Ворошилов тронул к стоявшим группой командирам. Солдаты-генералы Городовиков, Тимошенко, Летунов, Апанасенко, Бахтуров, Ракитин, Тюленев сидели на первоклассных скаковых конях. На полкорпуса впереди всех, в зеленой бекеше, покручивал черный «конский» ус Буденный.
— Приказывай, Семен Михалыч! — бросил Ворошилов. И Буденный, обернувшись к командирам, высоким мужицким тенором подал команду. Командиры рысью тронули к частям.
Уже выпал снег. Стояли морозы. По необъятной снежной донской степи развертывалась конница Буденного в бой за Ростов и Новочеркасск. От комкора Думенко прискакал с «лятучкой» ординарец, где корявым полуграмотным почерком доносил разбойный комкор, что согласно приказанию вступает в бой за Новочеркасск[38].

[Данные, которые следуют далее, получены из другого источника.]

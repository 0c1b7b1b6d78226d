// (C) 2025 - Enzo Lombardi

//! Test utilities for applications built on this crate.
//!
//! Available only when the `test-util` feature is enabled. [`MockTerminal`]
//! wraps a [`DisplayBuffer`] directly for assertions on cell content without
//! a real terminal; [`MockBackend`]/[`MockInputBackend`] are scriptable
//! [`DisplayBackend`]/[`InputBackend`] implementations for exercising code
//! written against those traits.

use std::collections::VecDeque;
use std::time::Duration;

use crate::attr::Attr;
use crate::backend::{DisplayBackend, InputBackend};
use crate::buffer::DisplayBuffer;
use crate::capability::Capabilities;
use crate::cell::ScreenCell;
use crate::error::Result;
use crate::event::Event;

/// A mock terminal for testing rendering logic without a real backend.
///
/// ```
/// use termio_core::test_util::MockTerminal;
/// use termio_core::attr::{Attr, Color};
///
/// let mut terminal = MockTerminal::new(80, 25);
/// terminal.put_char(0, 0, "H", Attr::new(Color::WHITE, Color::BLUE));
/// assert_eq!(terminal.get_text(0, 0), Some("H".to_string()));
/// ```
pub struct MockTerminal {
    buffer: DisplayBuffer,
    cursor: Option<(u16, u16)>,
    cursor_visible: bool,
    events: VecDeque<Event>,
}

impl MockTerminal {
    pub fn new(width: u16, height: u16) -> Self {
        Self { buffer: DisplayBuffer::new(width, height), cursor: None, cursor_visible: false, events: VecDeque::new() }
    }

    pub fn size(&self) -> (u16, u16) {
        (self.buffer.width(), self.buffer.height())
    }

    pub fn put_char(&mut self, x: i32, y: i32, cluster: &str, attr: Attr) {
        self.buffer.put_char(x, y, cluster, attr);
    }

    pub fn put_text(&mut self, x: i32, y: i32, text: &str, attr: Attr) {
        self.buffer.put_text(x, y, text, attr);
    }

    pub fn fill_rect(&mut self, x: i32, y: i32, w: i32, h: i32, cluster: &str, attr: Attr) {
        self.buffer.fill_rect(x, y, w, h, cluster, attr);
    }

    /// Reads back the grapheme cluster at `(x, y)` from the back buffer
    /// (the pending frame, not yet "flushed" to a terminal).
    pub fn get_text(&self, x: u16, y: u16) -> Option<String> {
        if x >= self.buffer.width() || y >= self.buffer.height() {
            return None;
        }
        Some(self.buffer.back_cell(x, y).text().to_string())
    }

    pub fn get_cell(&self, x: u16, y: u16) -> Option<ScreenCell> {
        if x >= self.buffer.width() || y >= self.buffer.height() {
            return None;
        }
        Some(self.buffer.back_cell(x, y))
    }

    /// Returns one row's text, ignoring trailing-marker cells of wide pairs.
    pub fn get_row(&self, y: u16) -> Option<String> {
        if y >= self.buffer.height() {
            return None;
        }
        Some(
            self.buffer
                .back_row(y)
                .iter()
                .filter(|cell| !cell.is_trailing_marker())
                .map(ScreenCell::text)
                .collect(),
        )
    }

    pub fn set_cursor(&mut self, x: u16, y: u16) {
        self.cursor = Some((x, y));
    }

    pub fn cursor(&self) -> Option<(u16, u16)> {
        self.cursor
    }

    pub fn show_cursor(&mut self, visible: bool) {
        self.cursor_visible = visible;
    }

    pub fn is_cursor_visible(&self) -> bool {
        self.cursor_visible
    }

    pub fn buffer_mut(&mut self) -> &mut DisplayBuffer {
        &mut self.buffer
    }

    /// Queues an event for [`Self::poll_event`] to return later, to simulate
    /// input without a real backend.
    pub fn push_event(&mut self, event: Event) {
        self.events.push_back(event);
    }

    pub fn poll_event(&mut self, _deadline: Duration) -> Option<Event> {
        self.events.pop_front()
    }

    pub fn clear_events(&mut self) {
        self.events.clear();
    }
}

/// A scriptable [`DisplayBackend`] that records calls instead of touching a
/// real terminal. Set `fail_next_flush` to exercise
/// [`crate::recovery::ErrorRecovery`] retry/escalation paths.
#[derive(Default)]
pub struct MockBackend {
    pub init_calls: u32,
    pub flush_calls: u32,
    pub shutdown_calls: u32,
    pub last_capabilities: Option<Capabilities>,
    pub size: (u16, u16),
    pub fail_next_flush: bool,
}

impl MockBackend {
    pub fn new(width: u16, height: u16) -> Self {
        Self { size: (width, height), ..Self::default() }
    }
}

impl DisplayBackend for MockBackend {
    fn init(&mut self, capabilities: &Capabilities) -> Result<()> {
        self.init_calls += 1;
        self.last_capabilities = Some(capabilities.clone());
        Ok(())
    }

    fn flush(&mut self, buffer: &mut DisplayBuffer) -> Result<()> {
        if self.fail_next_flush {
            self.fail_next_flush = false;
            return Err(crate::error::Error::transient_io(std::io::Error::from(std::io::ErrorKind::Interrupted)));
        }
        self.flush_calls += 1;
        for (y, &(s, e)) in buffer.damage_snapshot().iter().enumerate() {
            if s < e {
                buffer.commit_run(y as u16, s, e);
            }
        }
        Ok(())
    }

    fn set_cursor(&mut self, _x: u16, _y: u16, _visible: bool) -> Result<()> {
        Ok(())
    }

    fn shutdown(&mut self) -> Result<()> {
        self.shutdown_calls += 1;
        Ok(())
    }

    fn size(&self) -> Result<(u16, u16)> {
        Ok(self.size)
    }
}

/// A scriptable [`InputBackend`] backed by a pre-loaded event queue.
#[derive(Default)]
pub struct MockInputBackend {
    queue: VecDeque<Event>,
}

impl MockInputBackend {
    pub fn new() -> Self {
        Self::default()
    }

    pub fn with_events(events: impl IntoIterator<Item = Event>) -> Self {
        Self { queue: events.into_iter().collect() }
    }

    pub fn push(&mut self, event: Event) {
        self.queue.push_back(event);
    }
}

impl InputBackend for MockInputBackend {
    fn init(&mut self) -> Result<()> {
        Ok(())
    }

    fn poll(&mut self, _deadline: Duration) -> Result<Option<Event>> {
        Ok(self.queue.pop_front())
    }

    fn peek(&self) -> bool {
        !self.queue.is_empty()
    }

    fn shutdown(&mut self) -> Result<()> {
        Ok(())
    }
}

Белому оплоту — Ростову и Новочеркасску — эта мужицкая конная армия страшна.
Но хоть и потрепанная рейдом, боями, прошедшая навстречу Буденному маршем 30 верст, белая конница генералов Мамонтова и Топоркова встретила Ворошилова с Буденным под Ростовом и Новочеркасском достойным жестоким отпором. Это был грандиозный бой. Почти на десять верст в одну линию развернулись красная и белая кавалерия. За боевыми линиями квадратами стояли резервные колонны поддержек. С гиком, блестя на снегу блеском шашек, сходились в шашечной рубке красные и белые лавы. Линии конных масс волновались, изгибались то в ту, то в другую сторону, наседая друг на друга. Гремели орудия, трещали пулеметы и точно море волновались огромные конные волны, носясь по степям. Совсем бы туго пришлось зажатому под Новочеркасском разбойному мужику Думенке, если б, все ж опрокинув мамонтовцев, не ринулся, как зверь, Буденный и на плечах белых не ворвался в в Ростов.
С ревом, гиком, улюлюканьем, полуоборванные, дорвавшиеся наконец «гарбануть» неслись по богатому Ростову буденовцы, где на столбах качались еще люди, повешенные генералом Кутеповым, украсившим по своему вкусу город теми, кого подозревал в большевизме.